- _EXERCISE DIRECTIONS_: Please copy every line from the records below that contains the string "pass".

- _EXERCISE INPUT_:
//! Snapshot parsing for raw usage exports.
//!
//! An export is a text document containing zero or more blocks, each
//! introduced by a date-header line and followed by comma-separated two-line
//! entries (an app title line, then a raw-seconds duration line). The exports
//! are produced by a mobile shortcut and pasted or synced by hand, so the
//! parser tolerates markdown preamble, invisible Unicode noise, and partially
//! garbled entries: anything unparsable is skipped with a log line, never an
//! error.

use std::collections::BTreeMap;
use std::str::Lines;
use std::sync::LazyLock;

use chrono::NaiveDateTime;
use regex::Regex;

/// Header formats tried in order; the first match wins.
///
/// Covers the shortcut's default locale output ("13 Feb 2026 at 2:00 PM"),
/// its 24-hour variant, and plain ISO 8601.
const HEADER_FORMATS: &[&str] = &[
    "%d %b %Y at %I:%M %p",
    "%d %B %Y at %H:%M",
    "%Y-%m-%d %H:%M:%S",
];

/// Matches a trailing parenthesized qualifier on an app title line,
/// e.g. `"Safari (com.apple.mobilesafari)"`.
static TRAILING_PARENS: LazyLock<Regex> = LazyLock::new(|| Regex::new(r"^(.*)\s*\(.*\)$").unwrap());

/// One parsed export block: cumulative per-app seconds at a single instant.
#[derive(Debug, Clone, PartialEq, Eq)]
pub struct Snapshot {
    pub timestamp: NaiveDateTime,
    /// Cumulative seconds per app. Ordered so that downstream iteration is
    /// deterministic.
    pub apps: BTreeMap<String, i64>,
}

/// Attempts to parse a line as a snapshot date header.
///
/// Mobile-OS copy/paste injects narrow no-break spaces (U+202F) and other
/// non-ASCII bytes into time strings; those are stripped before matching.
/// Returns `None` for lines that match none of the known formats, which the
/// parser treats as body text.
pub fn parse_header(line: &str) -> Option<NaiveDateTime> {
    let cleaned: String = line
        .replace('\u{202f}', " ")
        .chars()
        .filter(char::is_ascii)
        .collect();
    let cleaned = cleaned.trim();

    HEADER_FORMATS
        .iter()
        .find_map(|format| NaiveDateTime::parse_from_str(cleaned, format).ok())
}

/// Parses raw export text into a sequence of snapshots.
///
/// The returned iterator makes a single pass over the input, yielding
/// snapshots in the order their headers appear. Lines before the first
/// header are discarded as document preamble, and a block whose entries all
/// fail to parse yields nothing rather than an empty snapshot.
pub fn parse_snapshots(text: &str) -> SnapshotParser<'_> {
    SnapshotParser {
        lines: text.lines(),
        current: None,
    }
}

/// Single-pass iterator over the snapshots in an export document.
#[derive(Debug)]
pub struct SnapshotParser<'a> {
    lines: Lines<'a>,
    current: Option<(NaiveDateTime, Vec<&'a str>)>,
}

impl Iterator for SnapshotParser<'_> {
    type Item = Snapshot;

    fn next(&mut self) -> Option<Snapshot> {
        loop {
            let Some(raw) = self.lines.next() else {
                // End of input: the trailing block closes here.
                let (timestamp, block) = self.current.take()?;
                let apps = parse_block(&block);
                if apps.is_empty() {
                    return None;
                }
                return Some(Snapshot { timestamp, apps });
            };

            let line = raw.trim();
            if line.is_empty() {
                continue;
            }

            if let Some(timestamp) = parse_header(line) {
                let closed = self.current.replace((timestamp, Vec::new()));
                if let Some((prev_timestamp, block)) = closed {
                    let apps = parse_block(&block);
                    if !apps.is_empty() {
                        return Some(Snapshot {
                            timestamp: prev_timestamp,
                            apps,
                        });
                    }
                }
            } else if let Some((_, block)) = self.current.as_mut() {
                block.push(line);
            } else {
                tracing::debug!(line, "ignoring preamble line before first header");
            }
        }
    }
}

/// Parses the body lines of one block into `{app → cumulative seconds}`.
///
/// Entries are separated by commas and span two physical lines each: a title
/// line and a duration line. Entries missing a duration line or carrying an
/// unparsable duration are skipped.
fn parse_block(lines: &[&str]) -> BTreeMap<String, i64> {
    let body = lines.join("\n");
    let mut apps = BTreeMap::new();

    for entry in body.split(',') {
        let parts: Vec<&str> = entry
            .lines()
            .map(str::trim)
            .filter(|part| !part.is_empty())
            .collect();
        let [title, duration, ..] = parts.as_slice() else {
            if let [title] = parts.as_slice() {
                tracing::debug!(title, "skipping entry without a duration line");
            }
            continue;
        };

        let app = TRAILING_PARENS
            .captures(title)
            .and_then(|captures| captures.get(1))
            .map_or(*title, |group| group.as_str())
            .trim();

        let Some(seconds) = parse_seconds_line(duration) else {
            tracing::debug!(line = duration, "skipping entry with unparsable duration");
            continue;
        };

        apps.insert(app.to_string(), seconds);
    }

    apps
}

/// Parses a raw-seconds duration line like `"754 sec"` or `"12.5sec"`.
///
/// The value is truncated to whole seconds.
fn parse_seconds_line(line: &str) -> Option<i64> {
    let cleaned: String = line
        .to_lowercase()
        .replace("sec", "")
        .chars()
        .filter(|c| !c.is_whitespace())
        .collect();
    let seconds = cleaned.parse::<f64>().ok()?;
    Some(seconds.trunc() as i64)
}

#[cfg(test)]
mod tests {
    use super::*;

    use chrono::NaiveDate;

    fn ts(y: i32, mo: u32, d: u32, h: u32, mi: u32, s: u32) -> NaiveDateTime {
        NaiveDate::from_ymd_opt(y, mo, d)
            .unwrap()
            .and_hms_opt(h, mi, s)
            .unwrap()
    }

    #[test]
    fn header_parses_12_hour_format() {
        assert_eq!(
            parse_header("13 Feb 2026 at 2:00 PM"),
            Some(ts(2026, 2, 13, 14, 0, 0))
        );
    }

    #[test]
    fn header_parses_despite_narrow_no_break_space() {
        // Same instant with U+202F injected before "PM", as iOS pastes it.
        assert_eq!(
            parse_header("13 Feb 2026 at 2:00\u{202f}PM"),
            parse_header("13 Feb 2026 at 2:00 PM")
        );
    }

    #[test]
    fn header_parses_24_hour_format() {
        assert_eq!(
            parse_header("13 February 2026 at 14:00"),
            Some(ts(2026, 2, 13, 14, 0, 0))
        );
    }

    #[test]
    fn header_parses_iso_format() {
        assert_eq!(
            parse_header("2026-02-13 14:00:00"),
            Some(ts(2026, 2, 13, 14, 0, 0))
        );
    }

    #[test]
    fn header_rejects_body_text() {
        assert_eq!(parse_header("Safari (web browser)"), None);
        assert_eq!(parse_header("754 sec"), None);
        assert_eq!(parse_header("# Screen Time"), None);
    }

    #[test]
    fn parses_single_snapshot() {
        let text = "\
13 Feb 2026 at 2:00 PM
Safari (web browser)
754 sec,
Mail
120 sec";
        let snapshots: Vec<Snapshot> = parse_snapshots(text).collect();
        assert_eq!(snapshots.len(), 1);
        assert_eq!(snapshots[0].timestamp, ts(2026, 2, 13, 14, 0, 0));
        assert_eq!(snapshots[0].apps.get("Safari"), Some(&754));
        assert_eq!(snapshots[0].apps.get("Mail"), Some(&120));
    }

    #[test]
    fn parses_multiple_snapshots_in_order() {
        let text = "\
13 Feb 2026 at 2:00 PM
Safari
100 sec
13 Feb 2026 at 3:00 PM
Safari
250 sec";
        let snapshots: Vec<Snapshot> = parse_snapshots(text).collect();
        assert_eq!(snapshots.len(), 2);
        assert_eq!(snapshots[0].timestamp, ts(2026, 2, 13, 14, 0, 0));
        assert_eq!(snapshots[1].timestamp, ts(2026, 2, 13, 15, 0, 0));
        assert_eq!(snapshots[1].apps.get("Safari"), Some(&250));
    }

    #[test]
    fn preamble_before_first_header_is_discarded() {
        let text = "\
# Exported screen time
some note

13 Feb 2026 at 2:00 PM
Safari
100 sec";
        let snapshots: Vec<Snapshot> = parse_snapshots(text).collect();
        assert_eq!(snapshots.len(), 1);
        assert_eq!(snapshots[0].apps.len(), 1);
    }

    #[test]
    fn unparsable_duration_skips_entry_not_block() {
        let text = "\
13 Feb 2026 at 2:00 PM
Safari
garbled,
Mail
120 sec";
        let snapshots: Vec<Snapshot> = parse_snapshots(text).collect();
        assert_eq!(snapshots.len(), 1);
        assert_eq!(snapshots[0].apps.get("Safari"), None);
        assert_eq!(snapshots[0].apps.get("Mail"), Some(&120));
    }

    #[test]
    fn block_with_no_valid_entries_yields_no_snapshot() {
        let text = "\
13 Feb 2026 at 2:00 PM
just some text without durations
13 Feb 2026 at 3:00 PM
Safari
100 sec";
        let snapshots: Vec<Snapshot> = parse_snapshots(text).collect();
        assert_eq!(snapshots.len(), 1);
        assert_eq!(snapshots[0].timestamp, ts(2026, 2, 13, 15, 0, 0));
    }

    #[test]
    fn fractional_seconds_truncate() {
        let text = "\
13 Feb 2026 at 2:00 PM
Safari
754.9 sec";
        let snapshots: Vec<Snapshot> = parse_snapshots(text).collect();
        assert_eq!(snapshots[0].apps.get("Safari"), Some(&754));
    }

    #[test]
    fn duration_line_tolerates_no_break_space() {
        let text = "\
13 Feb 2026 at 2:00 PM
Safari
1\u{202f}754 sec";
        let snapshots: Vec<Snapshot> = parse_snapshots(text).collect();
        assert_eq!(snapshots[0].apps.get("Safari"), Some(&1754));
    }

    #[test]
    fn trailing_qualifier_stripped_from_app_name() {
        let text = "\
13 Feb 2026 at 2:00 PM
YouTube (entertainment)
300 sec";
        let snapshots: Vec<Snapshot> = parse_snapshots(text).collect();
        assert_eq!(snapshots[0].apps.get("YouTube"), Some(&300));
    }

    #[test]
    fn empty_input_yields_nothing() {
        assert_eq!(parse_snapshots("").count(), 0);
        assert_eq!(parse_snapshots("no headers here\nat all").count(), 0);
    }
}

- _YOUR SOLUTION_:
/// The returned iterator makes a single pass over the input, yielding
/// Single-pass iterator over the snapshots in an export document.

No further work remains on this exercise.